> WORK TO BE COMPLETED
Using the records below, give again exactly the lines from the line that contains "repository a74af8e9f632fc0c" through the line that contains "serde_json::to_writer_pretty(BufWriter::new(file), report)?;", both ends included, and only those.

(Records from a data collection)

<<<<

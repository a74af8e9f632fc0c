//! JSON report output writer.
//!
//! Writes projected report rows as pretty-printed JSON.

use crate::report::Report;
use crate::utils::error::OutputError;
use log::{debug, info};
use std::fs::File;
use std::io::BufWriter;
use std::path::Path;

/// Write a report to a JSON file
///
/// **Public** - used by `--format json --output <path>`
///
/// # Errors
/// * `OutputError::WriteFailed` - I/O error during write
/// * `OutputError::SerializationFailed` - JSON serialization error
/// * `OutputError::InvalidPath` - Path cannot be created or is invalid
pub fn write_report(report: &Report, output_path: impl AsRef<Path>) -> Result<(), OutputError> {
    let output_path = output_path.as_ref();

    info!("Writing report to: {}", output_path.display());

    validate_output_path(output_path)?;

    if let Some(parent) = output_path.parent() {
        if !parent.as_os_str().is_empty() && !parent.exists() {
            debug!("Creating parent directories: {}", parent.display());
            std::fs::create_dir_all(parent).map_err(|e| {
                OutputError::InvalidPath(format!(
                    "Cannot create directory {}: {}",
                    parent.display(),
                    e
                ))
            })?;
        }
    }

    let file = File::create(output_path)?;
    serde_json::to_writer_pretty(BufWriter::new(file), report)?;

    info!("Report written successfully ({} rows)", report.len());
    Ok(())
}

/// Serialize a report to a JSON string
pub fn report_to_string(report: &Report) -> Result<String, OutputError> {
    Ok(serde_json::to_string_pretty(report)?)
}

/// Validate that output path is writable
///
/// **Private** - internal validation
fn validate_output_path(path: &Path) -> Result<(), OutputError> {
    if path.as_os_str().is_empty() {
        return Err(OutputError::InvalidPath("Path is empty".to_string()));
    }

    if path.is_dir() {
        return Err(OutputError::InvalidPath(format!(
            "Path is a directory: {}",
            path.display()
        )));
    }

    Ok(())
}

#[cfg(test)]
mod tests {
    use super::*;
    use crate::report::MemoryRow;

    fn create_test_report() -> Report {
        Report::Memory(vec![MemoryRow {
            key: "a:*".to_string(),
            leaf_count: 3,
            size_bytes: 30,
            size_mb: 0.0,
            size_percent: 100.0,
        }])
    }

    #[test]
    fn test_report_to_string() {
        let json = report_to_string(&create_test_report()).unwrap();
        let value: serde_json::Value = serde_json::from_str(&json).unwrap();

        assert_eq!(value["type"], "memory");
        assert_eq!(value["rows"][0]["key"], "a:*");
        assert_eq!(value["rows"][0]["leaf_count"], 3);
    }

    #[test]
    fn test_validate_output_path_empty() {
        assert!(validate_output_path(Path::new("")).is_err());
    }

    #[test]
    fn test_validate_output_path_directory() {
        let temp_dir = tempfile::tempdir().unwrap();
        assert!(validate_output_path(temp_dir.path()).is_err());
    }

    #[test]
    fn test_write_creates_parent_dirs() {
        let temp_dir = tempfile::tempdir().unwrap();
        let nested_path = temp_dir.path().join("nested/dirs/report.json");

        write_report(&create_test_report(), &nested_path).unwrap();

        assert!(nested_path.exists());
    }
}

>>>>
<<<<

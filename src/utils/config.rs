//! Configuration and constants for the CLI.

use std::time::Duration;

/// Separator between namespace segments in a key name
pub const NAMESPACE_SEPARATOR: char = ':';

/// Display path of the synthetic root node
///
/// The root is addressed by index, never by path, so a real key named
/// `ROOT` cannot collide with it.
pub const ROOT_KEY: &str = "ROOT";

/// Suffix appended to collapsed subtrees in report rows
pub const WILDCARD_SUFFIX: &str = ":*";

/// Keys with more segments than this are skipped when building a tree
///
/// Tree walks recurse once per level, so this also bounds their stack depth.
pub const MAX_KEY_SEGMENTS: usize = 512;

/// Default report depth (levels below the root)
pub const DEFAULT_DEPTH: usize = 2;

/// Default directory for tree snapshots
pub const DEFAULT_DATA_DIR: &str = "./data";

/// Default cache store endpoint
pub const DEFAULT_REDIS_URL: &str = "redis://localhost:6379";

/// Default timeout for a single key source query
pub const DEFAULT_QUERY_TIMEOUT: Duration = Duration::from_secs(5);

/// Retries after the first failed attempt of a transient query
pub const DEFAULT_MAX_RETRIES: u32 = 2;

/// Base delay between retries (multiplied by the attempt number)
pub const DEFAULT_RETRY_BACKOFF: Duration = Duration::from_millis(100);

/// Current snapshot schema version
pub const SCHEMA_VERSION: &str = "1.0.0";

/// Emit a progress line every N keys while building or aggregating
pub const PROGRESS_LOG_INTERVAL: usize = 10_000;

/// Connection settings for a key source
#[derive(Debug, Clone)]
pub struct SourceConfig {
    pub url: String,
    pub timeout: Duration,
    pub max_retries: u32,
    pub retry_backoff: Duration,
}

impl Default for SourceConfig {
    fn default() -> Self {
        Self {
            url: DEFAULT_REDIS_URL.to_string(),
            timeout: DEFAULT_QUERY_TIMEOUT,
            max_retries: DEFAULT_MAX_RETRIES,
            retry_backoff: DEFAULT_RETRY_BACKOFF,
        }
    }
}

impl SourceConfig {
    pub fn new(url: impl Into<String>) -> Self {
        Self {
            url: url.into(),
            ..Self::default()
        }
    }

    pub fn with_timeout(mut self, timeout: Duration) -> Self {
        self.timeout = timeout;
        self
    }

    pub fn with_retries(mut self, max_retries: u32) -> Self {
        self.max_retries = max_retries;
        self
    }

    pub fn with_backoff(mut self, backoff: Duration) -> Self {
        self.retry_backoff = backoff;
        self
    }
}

>>>>
<<<<

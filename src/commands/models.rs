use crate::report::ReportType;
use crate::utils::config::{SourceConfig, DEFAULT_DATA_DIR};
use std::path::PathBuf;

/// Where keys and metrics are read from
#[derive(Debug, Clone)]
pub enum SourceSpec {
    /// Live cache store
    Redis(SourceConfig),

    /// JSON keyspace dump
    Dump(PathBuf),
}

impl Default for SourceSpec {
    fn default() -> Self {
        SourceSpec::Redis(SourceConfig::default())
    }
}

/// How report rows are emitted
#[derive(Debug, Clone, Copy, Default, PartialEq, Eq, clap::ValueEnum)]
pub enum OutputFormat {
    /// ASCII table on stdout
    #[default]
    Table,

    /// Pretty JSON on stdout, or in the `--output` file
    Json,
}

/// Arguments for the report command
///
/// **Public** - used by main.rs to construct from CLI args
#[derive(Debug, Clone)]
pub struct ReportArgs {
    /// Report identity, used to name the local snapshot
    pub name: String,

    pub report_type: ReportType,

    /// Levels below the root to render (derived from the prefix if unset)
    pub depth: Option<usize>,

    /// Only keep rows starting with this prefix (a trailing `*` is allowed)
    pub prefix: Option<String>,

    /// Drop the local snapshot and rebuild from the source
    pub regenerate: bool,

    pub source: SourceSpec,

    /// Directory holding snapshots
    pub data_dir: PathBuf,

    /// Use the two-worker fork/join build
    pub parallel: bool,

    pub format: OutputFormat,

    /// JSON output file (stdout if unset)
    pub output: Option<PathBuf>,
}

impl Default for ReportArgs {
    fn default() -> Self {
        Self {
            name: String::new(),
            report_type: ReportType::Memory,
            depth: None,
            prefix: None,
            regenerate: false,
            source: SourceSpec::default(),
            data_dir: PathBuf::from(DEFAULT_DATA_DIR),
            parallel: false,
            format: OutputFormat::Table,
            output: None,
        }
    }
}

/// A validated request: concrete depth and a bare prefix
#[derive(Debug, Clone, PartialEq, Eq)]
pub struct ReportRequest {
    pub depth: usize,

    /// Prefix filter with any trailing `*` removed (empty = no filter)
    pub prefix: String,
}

>>>>

> SOLUTION TO THIS EXERCISE
repository a74af8e9f632fc0c
//! JSON report output writer.
//!
//! Writes projected report rows as pretty-printed JSON.

use crate::report::Report;
use crate::utils::error::OutputError;
use log::{debug, info};
use std::fs::File;
use std::io::BufWriter;
use std::path::Path;

/// Write a report to a JSON file
///
/// **Public** - used by `--format json --output <path>`
///
/// # Errors
/// * `OutputError::WriteFailed` - I/O error during write
/// * `OutputError::SerializationFailed` - JSON serialization error
/// * `OutputError::InvalidPath` - Path cannot be created or is invalid
pub fn write_report(report: &Report, output_path: impl AsRef<Path>) -> Result<(), OutputError> {
    let output_path = output_path.as_ref();

    info!("Writing report to: {}", output_path.display());

    validate_output_path(output_path)?;

    if let Some(parent) = output_path.parent() {
        if !parent.as_os_str().is_empty() && !parent.exists() {
            debug!("Creating parent directories: {}", parent.display());
            std::fs::create_dir_all(parent).map_err(|e| {
                OutputError::InvalidPath(format!(
                    "Cannot create directory {}: {}",
                    parent.display(),
                    e
                ))
            })?;
        }
    }

    let file = File::create(output_path)?;
    serde_json::to_writer_pretty(BufWriter::new(file), report)?;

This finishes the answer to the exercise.